_Work instruction_
The entries below are to be returned exactly. Include all of them.

--- Records for processing ---

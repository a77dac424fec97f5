use core::future::Future;

use meshview_asset::InputFile;
use meshview_transform::Direction;
use tracing::{trace, warn};

use crate::{ImportError, ImportSettings, LoadCallbacks, MainFileSelection};

/// Reads input files and parses them into a model.
///
/// Implementations report their progress through the [`ImportContext`] and must resolve to
/// exactly one outcome per call, after every progress notification of that call. Long imports
/// should yield between files so the task pool can keep other work moving.
pub trait Importer: 'static {
    /// The parsed model handed to the [`Converter`](crate::Converter).
    type Model: 'static;

    /// Imports `files`.
    fn import_files(
        &self,
        files: &[InputFile],
        settings: &ImportSettings,
        context: &mut ImportContext<'_, Self::Model>,
    ) -> impl Future<Output = Result<ImportResult<Self::Model>, ImportError>>;
}

/// The read-only outcome of a successful import.
#[derive(Debug, Clone, PartialEq)]
pub struct ImportResult<M> {
    /// The parsed model.
    pub model: M,
    /// Name of the file chosen as the main file.
    pub main_file: String,
    /// The axis the model's source format treats as vertical.
    pub up_vector: Direction,
}

/// How far an import has progressed. Only ever moves forward.
#[derive(Debug, Clone, Copy, PartialEq, Eq, PartialOrd, Ord)]
pub enum ImportPhase {
    /// Nothing was reported yet.
    Pending,
    /// Input files are being enumerated and read.
    LoadingFiles,
    /// The main file is being parsed.
    Importing,
}

/// The channel an [`Importer`] reports through.
///
/// The context forwards each report to the caller's [`LoadCallbacks`] and keeps the reports in
/// protocol order: a report that skips ahead implicitly reports the phases before it, and a
/// report that belongs to a phase that is already over is dropped.
pub struct ImportContext<'a, M: 'static> {
    callbacks: &'a mut dyn LoadCallbacks<M>,
    phase: ImportPhase,
}

impl<'a, M: 'static> ImportContext<'a, M> {
    pub(crate) fn new(callbacks: &'a mut dyn LoadCallbacks<M>) -> Self {
        Self {
            callbacks,
            phase: ImportPhase::Pending,
        }
    }

    /// The phase the import has reported so far.
    pub fn phase(&self) -> ImportPhase {
        self.phase
    }

    /// Reports that reading the input files started.
    pub fn load_started(&mut self) {
        if self.phase == ImportPhase::Pending {
            self.phase = ImportPhase::LoadingFiles;
            self.callbacks.on_load_start();
        }
    }

    /// Reports that `current` of `total` input files were enumerated.
    pub fn file_list_progress(&mut self, current: usize, total: usize) {
        if self.enter_loading("file list progress") {
            self.callbacks.on_file_list_progress(current, total);
        }
    }

    /// Reports that `current` of `total` input files were read.
    pub fn file_load_progress(&mut self, current: usize, total: usize) {
        if self.enter_loading("file load progress") {
            self.callbacks.on_file_load_progress(current, total);
        }
    }

    /// Reports that parsing the main file started.
    pub fn import_started(&mut self) {
        if self.phase == ImportPhase::Importing {
            return;
        }
        self.load_started();
        self.phase = ImportPhase::Importing;
        self.callbacks.on_import_start();
    }

    /// Asks the caller which of `candidates` is the main file and waits for the answer.
    ///
    /// With a single candidate nobody is asked and `0` is returned right away.
    pub async fn select_main_file(&mut self, candidates: Vec<String>) -> Result<usize, ImportError> {
        match candidates.len() {
            0 => return Err(ImportError::NoImportableFile),
            1 => return Ok(0),
            _ => {}
        }
        self.import_started();

        let (sender, receiver) = async_channel::bounded(1);
        self.callbacks
            .on_select_main_file(&candidates, MainFileSelection::new(sender));
        let index = receiver
            .recv()
            .await
            .map_err(|_| ImportError::MainFileNotSelected)?;
        if index >= candidates.len() {
            return Err(ImportError::InvalidMainFileIndex {
                index,
                count: candidates.len(),
            });
        }
        trace!("selected main file {}", candidates[index]);
        Ok(index)
    }

    fn enter_loading(&mut self, report: &str) -> bool {
        if self.phase == ImportPhase::Importing {
            warn!("dropping {} reported after the import started", report);
            return false;
        }
        self.load_started();
        true
    }
}

#[cfg(test)]
mod tests {
    use super::*;
    use crate::LoadError;
    use meshview_scene::SceneObject;
    use meshview_tasks::block_on;
    use std::{cell::RefCell, rc::Rc};

    #[derive(Default)]
    struct Log {
        events: Rc<RefCell<Vec<String>>>,
        choice: Option<usize>,
    }

    impl LoadCallbacks<()> for Log {
        fn on_load_start(&mut self) {
            self.events.borrow_mut().push("load_start".into());
        }

        fn on_file_list_progress(&mut self, current: usize, total: usize) {
            self.events
                .borrow_mut()
                .push(format!("file_list {current}/{total}"));
        }

        fn on_file_load_progress(&mut self, current: usize, total: usize) {
            self.events
                .borrow_mut()
                .push(format!("file_load {current}/{total}"));
        }

        fn on_import_start(&mut self) {
            self.events.borrow_mut().push("import_start".into());
        }

        fn on_select_main_file(&mut self, candidates: &[String], selection: MainFileSelection) {
            self.events
                .borrow_mut()
                .push(format!("select {}", candidates.join(",")));
            if let Some(choice) = self.choice {
                selection.select(choice);
            }
        }

        fn on_model_finished(&mut self, _result: ImportResult<()>, _object: SceneObject) {}

        fn on_load_error(&mut self, _error: LoadError) {}
    }

    fn names(names: &[&str]) -> Vec<String> {
        names.iter().map(ToString::to_string).collect()
    }

    #[test]
    fn progress_implies_load_start() {
        let mut log = Log::default();
        let events = log.events.clone();
        let mut context = ImportContext::<()>::new(&mut log);

        context.file_list_progress(1, 2);
        context.file_list_progress(2, 2);
        context.file_load_progress(1, 2);
        context.import_started();

        assert_eq!(
            *events.borrow(),
            ["load_start", "file_list 1/2", "file_list 2/2", "file_load 1/2", "import_start"]
        );
    }

    #[test]
    fn late_progress_is_dropped() {
        let mut log = Log::default();
        let events = log.events.clone();
        let mut context = ImportContext::<()>::new(&mut log);

        context.load_started();
        context.import_started();
        context.file_load_progress(1, 1);
        context.load_started();
        context.import_started();

        assert_eq!(context.phase(), ImportPhase::Importing);
        assert_eq!(*events.borrow(), ["load_start", "import_start"]);
    }

    #[test]
    fn single_candidate_is_selected_without_asking() {
        let mut log = Log::default();
        let events = log.events.clone();
        let mut context = ImportContext::<()>::new(&mut log);

        let index = block_on(context.select_main_file(names(&["model.obj"])));
        assert_eq!(index, Ok(0));
        assert!(events.borrow().is_empty());
    }

    #[test]
    fn no_candidate_is_an_error() {
        let mut log = Log::default();
        let mut context = ImportContext::<()>::new(&mut log);
        let index = block_on(context.select_main_file(Vec::new()));
        assert_eq!(index, Err(ImportError::NoImportableFile));
    }

    #[test]
    fn several_candidates_ask_the_caller() {
        let mut log = Log {
            choice: Some(1),
            ..Default::default()
        };
        let events = log.events.clone();
        let mut context = ImportContext::<()>::new(&mut log);

        let index = block_on(context.select_main_file(names(&["a.obj", "b.stl"])));
        assert_eq!(index, Ok(1));
        assert_eq!(
            *events.borrow(),
            ["load_start", "import_start", "select a.obj,b.stl"]
        );
    }

    #[test]
    fn dropped_selection_fails_the_import() {
        let mut log = Log::default();
        let mut context = ImportContext::<()>::new(&mut log);
        let index = block_on(context.select_main_file(names(&["a.obj", "b.obj"])));
        assert_eq!(index, Err(ImportError::MainFileNotSelected));
    }

    #[test]
    fn out_of_range_selection_fails_the_import() {
        let mut log = Log {
            choice: Some(5),
            ..Default::default()
        };
        let mut context = ImportContext::<()>::new(&mut log);
        let index = block_on(context.select_main_file(names(&["a.obj", "b.obj"])));
        assert_eq!(
            index,
            Err(ImportError::InvalidMainFileIndex { index: 5, count: 2 })
        );
    }
}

---

_Task output_
repository a77dac424fec97f5
use core::future::Future;

use meshview_asset::InputFile;
use meshview_transform::Direction;
use tracing::{trace, warn};

use crate::{ImportError, ImportSettings, LoadCallbacks, MainFileSelection};

/// Reads input files and parses them into a model.
///
/// Implementations report their progress through the [`ImportContext`] and must resolve to
/// exactly one outcome per call, after every progress notification of that call. Long imports
/// should yield between files so the task pool can keep other work moving.
pub trait Importer: 'static {
    /// The parsed model handed to the [`Converter`](crate::Converter).
    type Model: 'static;

    /// Imports `files`.
    fn import_files(
        &self,
        files: &[InputFile],
        settings: &ImportSettings,
        context: &mut ImportContext<'_, Self::Model>,
    ) -> impl Future<Output = Result<ImportResult<Self::Model>, ImportError>>;
}

/// The read-only outcome of a successful import.
#[derive(Debug, Clone, PartialEq)]
pub struct ImportResult<M> {
    /// The parsed model.
    pub model: M,
    /// Name of the file chosen as the main file.
    pub main_file: String,
    /// The axis the model's source format treats as vertical.
    pub up_vector: Direction,
}

/// How far an import has progressed. Only ever moves forward.
#[derive(Debug, Clone, Copy, PartialEq, Eq, PartialOrd, Ord)]
pub enum ImportPhase {
    /// Nothing was reported yet.
    Pending,
    /// Input files are being enumerated and read.
    LoadingFiles,
    /// The main file is being parsed.
    Importing,
}

/// The channel an [`Importer`] reports through.
///
/// The context forwards each report to the caller's [`LoadCallbacks`] and keeps the reports in
/// protocol order: a report that skips ahead implicitly reports the phases before it, and a
/// report that belongs to a phase that is already over is dropped.
pub struct ImportContext<'a, M: 'static> {
    callbacks: &'a mut dyn LoadCallbacks<M>,
    phase: ImportPhase,
}

impl<'a, M: 'static> ImportContext<'a, M> {
    pub(crate) fn new(callbacks: &'a mut dyn LoadCallbacks<M>) -> Self {
        Self {
            callbacks,
            phase: ImportPhase::Pending,
        }
    }

    /// The phase the import has reported so far.
    pub fn phase(&self) -> ImportPhase {
        self.phase
    }

    /// Reports that reading the input files started.
    pub fn load_started(&mut self) {
        if self.phase == ImportPhase::Pending {
            self.phase = ImportPhase::LoadingFiles;
            self.callbacks.on_load_start();
        }
    }

    /// Reports that `current` of `total` input files were enumerated.
    pub fn file_list_progress(&mut self, current: usize, total: usize) {
        if self.enter_loading("file list progress") {
            self.callbacks.on_file_list_progress(current, total);
        }
    }

    /// Reports that `current` of `total` input files were read.
    pub fn file_load_progress(&mut self, current: usize, total: usize) {
        if self.enter_loading("file load progress") {
            self.callbacks.on_file_load_progress(current, total);
        }
    }

    /// Reports that parsing the main file started.
    pub fn import_started(&mut self) {
        if self.phase == ImportPhase::Importing {
            return;
        }
        self.load_started();
        self.phase = ImportPhase::Importing;
        self.callbacks.on_import_start();
    }

    /// Asks the caller which of `candidates` is the main file and waits for the answer.
    ///
    /// With a single candidate nobody is asked and `0` is returned right away.
    pub async fn select_main_file(&mut self, candidates: Vec<String>) -> Result<usize, ImportError> {
        match candidates.len() {
            0 => return Err(ImportError::NoImportableFile),
            1 => return Ok(0),
            _ => {}
        }
        self.import_started();

        let (sender, receiver) = async_channel::bounded(1);
        self.callbacks
            .on_select_main_file(&candidates, MainFileSelection::new(sender));
        let index = receiver
            .recv()
            .await
            .map_err(|_| ImportError::MainFileNotSelected)?;
        if index >= candidates.len() {
            return Err(ImportError::InvalidMainFileIndex {
                index,
                count: candidates.len(),
            });
        }
        trace!("selected main file {}", candidates[index]);
        Ok(index)
    }

    fn enter_loading(&mut self, report: &str) -> bool {
        if self.phase == ImportPhase::Importing {
            warn!("dropping {} reported after the import started", report);
            return false;
        }
        self.load_started();
        true
    }
}

#[cfg(test)]
mod tests {
    use super::*;
    use crate::LoadError;
    use meshview_scene::SceneObject;
    use meshview_tasks::block_on;
    use std::{cell::RefCell, rc::Rc};

    #[derive(Default)]
    struct Log {
        events: Rc<RefCell<Vec<String>>>,
        choice: Option<usize>,
    }

    impl LoadCallbacks<()> for Log {
        fn on_load_start(&mut self) {
            self.events.borrow_mut().push("load_start".into());
        }

        fn on_file_list_progress(&mut self, current: usize, total: usize) {
            self.events
                .borrow_mut()
                .push(format!("file_list {current}/{total}"));
        }

        fn on_file_load_progress(&mut self, current: usize, total: usize) {
            self.events
                .borrow_mut()
                .push(format!("file_load {current}/{total}"));
        }

        fn on_import_start(&mut self) {
            self.events.borrow_mut().push("import_start".into());
        }

        fn on_select_main_file(&mut self, candidates: &[String], selection: MainFileSelection) {
            self.events
                .borrow_mut()
                .push(format!("select {}", candidates.join(",")));
            if let Some(choice) = self.choice {
                selection.select(choice);
            }
        }

        fn on_model_finished(&mut self, _result: ImportResult<()>, _object: SceneObject) {}

        fn on_load_error(&mut self, _error: LoadError) {}
    }

    fn names(names: &[&str]) -> Vec<String> {
        names.iter().map(ToString::to_string).collect()
    }

    #[test]
    fn progress_implies_load_start() {
        let mut log = Log::default();
        let events = log.events.clone();
        let mut context = ImportContext::<()>::new(&mut log);

        context.file_list_progress(1, 2);
        context.file_list_progress(2, 2);
        context.file_load_progress(1, 2);
        context.import_started();

        assert_eq!(
            *events.borrow(),
            ["load_start", "file_list 1/2", "file_list 2/2", "file_load 1/2", "import_start"]
        );
    }

    #[test]
    fn late_progress_is_dropped() {
        let mut log = Log::default();
        let events = log.events.clone();
        let mut context = ImportContext::<()>::new(&mut log);

        context.load_started();
        context.import_started();
        context.file_load_progress(1, 1);
        context.load_started();
        context.import_started();

        assert_eq!(context.phase(), ImportPhase::Importing);
        assert_eq!(*events.borrow(), ["load_start", "import_start"]);
    }

    #[test]
    fn single_candidate_is_selected_without_asking() {
        let mut log = Log::default();
        let events = log.events.clone();
        let mut context = ImportContext::<()>::new(&mut log);

        let index = block_on(context.select_main_file(names(&["model.obj"])));
        assert_eq!(index, Ok(0));
        assert!(events.borrow().is_empty());
    }

    #[test]
    fn no_candidate_is_an_error() {
        let mut log = Log::default();
        let mut context = ImportContext::<()>::new(&mut log);
        let index = block_on(context.select_main_file(Vec::new()));
        assert_eq!(index, Err(ImportError::NoImportableFile));
    }

    #[test]
    fn several_candidates_ask_the_caller() {
        let mut log = Log {
            choice: Some(1),
            ..Default::default()
        };
        let events = log.events.clone();
        let mut context = ImportContext::<()>::new(&mut log);

        let index = block_on(context.select_main_file(names(&["a.obj", "b.stl"])));
        assert_eq!(index, Ok(1));
        assert_eq!(
            *events.borrow(),
            ["load_start", "import_start", "select a.obj,b.stl"]
        );
    }

    #[test]
    fn dropped_selection_fails_the_import() {
        let mut log = Log::default();
        let mut context = ImportContext::<()>::new(&mut log);
        let index = block_on(context.select_main_file(names(&["a.obj", "b.obj"])));
        assert_eq!(index, Err(ImportError::MainFileNotSelected));
    }

    #[test]
    fn out_of_range_selection_fails_the_import() {
        let mut log = Log {
            choice: Some(5),
            ..Default::default()
        };
        let mut context = ImportContext::<()>::new(&mut log);
        let index = block_on(context.select_main_file(names(&["a.obj", "b.obj"])));
        assert_eq!(
            index,
            Err(ImportError::InvalidMainFileIndex { index: 5, count: 2 })
        );
    }
}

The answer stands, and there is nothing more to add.